Incitada a se matar em tudo quanto é rede social, ela seguiu os conselhos e o
fez também pro mundo ver. Amizade Desfeita trata do lado mais destruidor do cyberbullying numa idade tão insegura,
numa era quando se vive o risco, mas também o fascínio, de que nossa intimidade
seja exposta. A rigor, trata-se duma fábula sobre a extinção da privacidade.
Na noite de aniversário de seu passamento, 5 de seus
amigos estão sozinhos em casa – slashers
basicamente são sobre os perigos de jovens sem supervisão/proteção adulta -,
mas online, conversando eletronicamente
entre si. Via Skype, alguém começa a ameaçar, chantagear, revelar segredos,
jogar um contra o outro, à medida que os elimina. Será o fantasma de Laura?
Lógico que é.
Como sabemos que é found
footage film, que tudo se passará na frente das câmeras de PCs -
restritivas de movimento e escopo – e que a não ser que o roteirista tenha se
drogado em demasia, a única entidade lógica pra causar toda a comoção só podia
ser o espírito de Laura se vingando via cyberspace,
Amizade Desfeita carece de suspense pra saber o que vai acontecer.
Sobra o como acontece, mas nesse quesito o enredo também
não é tão interessante, devido à restrição imposta pelas regras de filmagem que
queriam tudo registrado pelas câmeras dos notebooks.
Sendo assim, a atenção recai quase toda na forma, trunfo de Amizade Desfeita.

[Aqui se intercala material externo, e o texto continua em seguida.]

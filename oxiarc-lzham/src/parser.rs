//! Greedy parse with bounded lazy evaluation.

use crate::lzbase::LzDecision;
use crate::match_accel::SearchAccelerator;
use crate::tables::{MATCH_HIST_SIZE, MAX_MATCH_LEN, MIN_MATCH_LEN};

/// Picks one decision per lookahead position.
#[derive(Debug, Clone, Copy, PartialEq, Eq)]
pub struct GreedyParser {
    fast_bytes: u32,
    lazy_steps: u32,
}

impl GreedyParser {
    /// Parser accepting any match of `fast_bytes` or more immediately and
    /// otherwise looking up to `lazy_steps` positions ahead.
    pub fn new(fast_bytes: u32, lazy_steps: u32) -> Self {
        Self {
            fast_bytes: fast_bytes.clamp(MIN_MATCH_LEN, MAX_MATCH_LEN),
            lazy_steps,
        }
    }

    /// Match length at which the search stops.
    pub fn fast_bytes(&self) -> u32 {
        self.fast_bytes
    }

    /// Lookahead positions considered before committing to a match.
    pub fn lazy_steps(&self) -> u32 {
        self.lazy_steps
    }

    /// Best single decision at `ofs` without looking ahead.
    ///
    /// Rep matches win ties with full matches; a lone byte equal to the
    /// rep0 byte becomes a short rep.
    pub fn best_at(
        &self,
        accel: &SearchAccelerator,
        reps: &[u32; MATCH_HIST_SIZE],
        ofs: u32,
    ) -> LzDecision {
        let remaining = accel.lookahead_size().saturating_sub(ofs);
        if remaining == 0 {
            return LzDecision::Literal;
        }
        let max_len = remaining.min(MAX_MATCH_LEN);

        let mut best_rep: Option<(usize, u32)> = None;
        for (index, &dist) in reps.iter().enumerate() {
            let len = accel.match_len_at(ofs, dist, max_len);
            if len >= MIN_MATCH_LEN && best_rep.is_none_or(|(_, l)| len > l) {
                best_rep = Some((index, len));
                if len >= self.fast_bytes {
                    break;
                }
            }
        }
        if let Some((index, len)) = best_rep.filter(|&(_, len)| len >= self.fast_bytes) {
            return LzDecision::Rep { len, index };
        }

        let mut best_match: Option<(u32, u32)> = None;
        for candidate in accel.get_match_list(ofs) {
            let len = candidate.len().min(max_len);
            if len >= MIN_MATCH_LEN && best_match.is_none_or(|(_, l)| len > l) {
                best_match = Some((candidate.dist(), len));
            }
        }
        if best_match.is_none() {
            best_match = accel.get_len2_match(ofs).map(|dist| (dist, MIN_MATCH_LEN));
        }

        match (best_rep, best_match) {
            (Some((index, rep_len)), Some((_, len)))
                if rep_len >= len || (rep_len >= 3 && index == 0) =>
            {
                LzDecision::Rep { len: rep_len, index }
            }
            (_, Some((dist, len))) => {
                // A full match against a recent distance is coded as the rep.
                match reps.iter().position(|&r| r == dist) {
                    Some(index) => LzDecision::Rep { len, index },
                    None => LzDecision::Match { len, dist },
                }
            }
            (Some((index, len)), None) => LzDecision::Rep { len, index },
            (None, None) => {
                if accel.match_len_at(ofs, reps[0], 1) == 1 {
                    LzDecision::Rep { len: 1, index: 0 }
                } else {
                    LzDecision::Literal
                }
            }
        }
    }

    /// Decision for `ofs`, deferring a match by one byte while a later
    /// position offers a strictly longer one.
    pub fn choose(
        &self,
        accel: &SearchAccelerator,
        reps: &[u32; MATCH_HIST_SIZE],
        ofs: u32,
    ) -> LzDecision {
        let best = self.best_at(accel, reps, ofs);
        let len = best.len();
        if len < MIN_MATCH_LEN || len >= self.fast_bytes {
            return best;
        }

        for step in 1..=self.lazy_steps {
            let next = self.best_at(accel, reps, ofs + step);
            // Deferring costs `step` literals; only worth it for a longer match.
            if next.len() >= MIN_MATCH_LEN && next.len() > len + step {
                return LzDecision::Literal;
            }
        }
        best
    }
}
//! Adler-32 checksum.
//!
//! Used by zlib framing and as the stream trailer of LZHAM-style streams.

/// Largest prime smaller than 65536.
const ADLER_MOD: u32 = 65521;

/// Number of bytes that can be summed before `b` may overflow a `u32`.
const NMAX: usize = 5552;

/// Adler-32 checksum calculator.
///
/// The running state starts at 1, so the checksum of the empty input is 1.
///
/// # Example
///
/// ```
/// use oxiarc_core::Adler32;
///
/// assert_eq!(Adler32::checksum(b"Hello, world!"), 0x205E_048A);
/// ```
#[derive(Clone, Debug)]
pub struct Adler32 {
    a: u32,
    b: u32,
}

impl Adler32 {
    /// Create a new Adler-32 calculator.
    pub fn new() -> Self {
        Self { a: 1, b: 0 }
    }

    /// Resume from a previously returned checksum value.
    pub fn from_value(value: u32) -> Self {
        Self {
            a: value & 0xFFFF,
            b: value >> 16,
        }
    }

    /// Update the checksum with more data.
    pub fn update(&mut self, data: &[u8]) {
        let mut a = self.a;
        let mut b = self.b;

        for chunk in data.chunks(NMAX) {
            for &byte in chunk {
                a += byte as u32;
                b += a;
            }
            a %= ADLER_MOD;
            b %= ADLER_MOD;
        }

        self.a = a;
        self.b = b;
    }

    /// Current checksum value.
    pub fn finish(&self) -> u32 {
        (self.b << 16) | self.a
    }

    /// Compute the Adler-32 checksum of data in one shot.
    pub fn checksum(data: &[u8]) -> u32 {
        let mut adler = Self::new();
        adler.update(data);
        adler.finish()
    }
}

impl Default for Adler32 {
    fn default() -> Self {
        Self::new()
    }
}

/// Update a running Adler-32 value with `data`.
///
/// `adler32_update(1, data)` equals [`Adler32::checksum`].
pub fn adler32_update(value: u32, data: &[u8]) -> u32 {
    let mut adler = Adler32::from_value(value);
    adler.update(data);
    adler.finish()
}

#[cfg(test)]
mod tests {
    use super::*;

    #[test]
    fn test_adler32_empty() {
        assert_eq!(Adler32::checksum(&[]), 1);
    }

    #[test]
    fn test_adler32_known_values() {
        assert_eq!(Adler32::checksum(b"Hello, world!"), 0x205E_048A);
        assert_eq!(Adler32::checksum(b"Goodbye"), 0x0ACA_02CA);
    }

    #[test]
    fn test_adler32_incremental() {
        let mut adler = Adler32::new();
        adler.update(b"Hello, ");
        adler.update(b"world!");
        assert_eq!(adler.finish(), 0x205E_048A);

        let resumed = adler32_update(adler32_update(1, b"Good"), b"bye");
        assert_eq!(resumed, 0x0ACA_02CA);
    }

    #[test]
    fn test_adler32_large() {
        // Spans several NMAX chunks of maximal bytes.
        let data = vec![0xFFu8; NMAX * 3 + 17];
        let mut a: u64 = 1;
        let mut b: u64 = 0;
        for &byte in &data {
            a = (a + byte as u64) % ADLER_MOD as u64;
            b = (b + a) % ADLER_MOD as u64;
        }
        assert_eq!(Adler32::checksum(&data), ((b << 16) | a) as u32);
    }
}
//! # OxiArc LZHAM
//!
//! LZHAM-style LZ77 compression: a sliding-window binary-tree match finder
//! feeding an adaptive entropy coder that mixes arithmetic-coded decisions
//! with quasi-adaptive Huffman symbols.
//!
//! ## Features
//!
//! - **Pure Rust** compressor with five levels, `Fastest` to `Uber`
//! - Dictionaries from 32 KiB to 512 MiB (64 MiB on 32-bit targets)
//! - Seeded (delta) compression against a caller-supplied prior buffer
//! - Optional zlib-compatible framing (method 14)
//! - Sync, full and table flushes; Adler-32 stream trailer
//! - Streaming API with bounded output buffers
//!
//! ## Usage
//!
//! ```ignore
//! use oxiarc_lzham::{CompressLevel, CompressParams, compress_to_vec};
//!
//! let params = CompressParams::new(20, CompressLevel::Default);
//! let compressed = compress_to_vec(&params, b"Hello, Hello, Hello!")?;
//! ```
//!
//! ### Streaming
//!
//! ```ignore
//! use oxiarc_lzham::{CompressParams, CompressState, CompressStatus, FlushMode};
//!
//! let mut state = CompressState::init(&CompressParams::default())?;
//! let mut out = vec![0u8; 4096];
//! let (consumed, written, status) = state.compress(input, &mut out, FlushMode::Finish);
//! ```
//!
//! ## Stream Format
//!
//! An optional two-byte zlib header is followed by byte-aligned blocks, each
//! starting with a 2-bit type and a 4-bit block check:
//! 1. Compressed blocks (LZ decisions, arithmetic/Huffman coded)
//! 2. Raw blocks for data that does not compress
//! 3. Sync blocks written by flushes
//! 4. A final block carrying the Adler-32 of the source
//!
//! Decompression is provided separately; this crate defines only its status
//! and flag vocabulary.

#![warn(missing_docs)]
#![warn(clippy::all)]

pub mod error;
pub mod lzbase;
pub mod lzcomp;
pub mod match_accel;
pub mod model;
pub mod params;
pub mod parser;
pub mod stats;
pub mod status;
pub mod stream;
pub mod symbol_codec;
pub mod tables;

// Re-exports
pub use error::{LzhamError, Result};
pub use lzbase::{LzDecision, LzState};
pub use lzcomp::LzCompressor;
pub use match_accel::{AccelConfig, AccelFlags, DictMatch, SearchAccelerator};
pub use model::{AdaptiveBitModel, QuasiAdaptiveHuffmanModel};
pub use params::{CompressFlags, CompressLevel, CompressParams, InitParams};
pub use stats::{CodingStats, TrackedStat};
pub use status::{CompressStatus, DecompressFlags, DecompressStatus, FlushMode};
pub use stream::{CompressState, compress_memory, compress_to_vec};
pub use symbol_codec::{CodecMode, SymbolCodec};
pub use tables::{compute_position_slot, num_position_slots};

/// Version of the LZHAM bitstream produced (major, minor).
pub const LZHAM_VERSION: (u32, u32) = (1, 0);

/// Library version string.
pub fn version() -> &'static str {
    env!("CARGO_PKG_VERSION")
}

O roteiro de Nelson Greaves e a direção de Levan Gabriadze
utiliza os ruídos, interfaces e possibilidades de sites onipresentes nas vidas
de bilhões: Facebook, Youtube, Instagram, Google. São múltiplas janelas
abertas, conversas paralelas, que exigem do espectador atenção e vista boa pra
ler muito chat, nessa história que
também se autoimpõe ser mostrada em tempo real. Tudo interessante, mas não dá
pra criar muito pavor com tanto tempo gasto com transferência de arquivos ou
vídeos preenchendo.
Amizade Desfeita ficará datado tão celeremente quanto
muda a rede, mas mesmo que não seja uma grande história de horror, sempre
valerá a pena: agora pra constatar a perícia formal dos realizadores e num
futuro qualquer, como curiosidade arqueológica sobre como aqueles primitivos
seres de 2014 se comunicavam.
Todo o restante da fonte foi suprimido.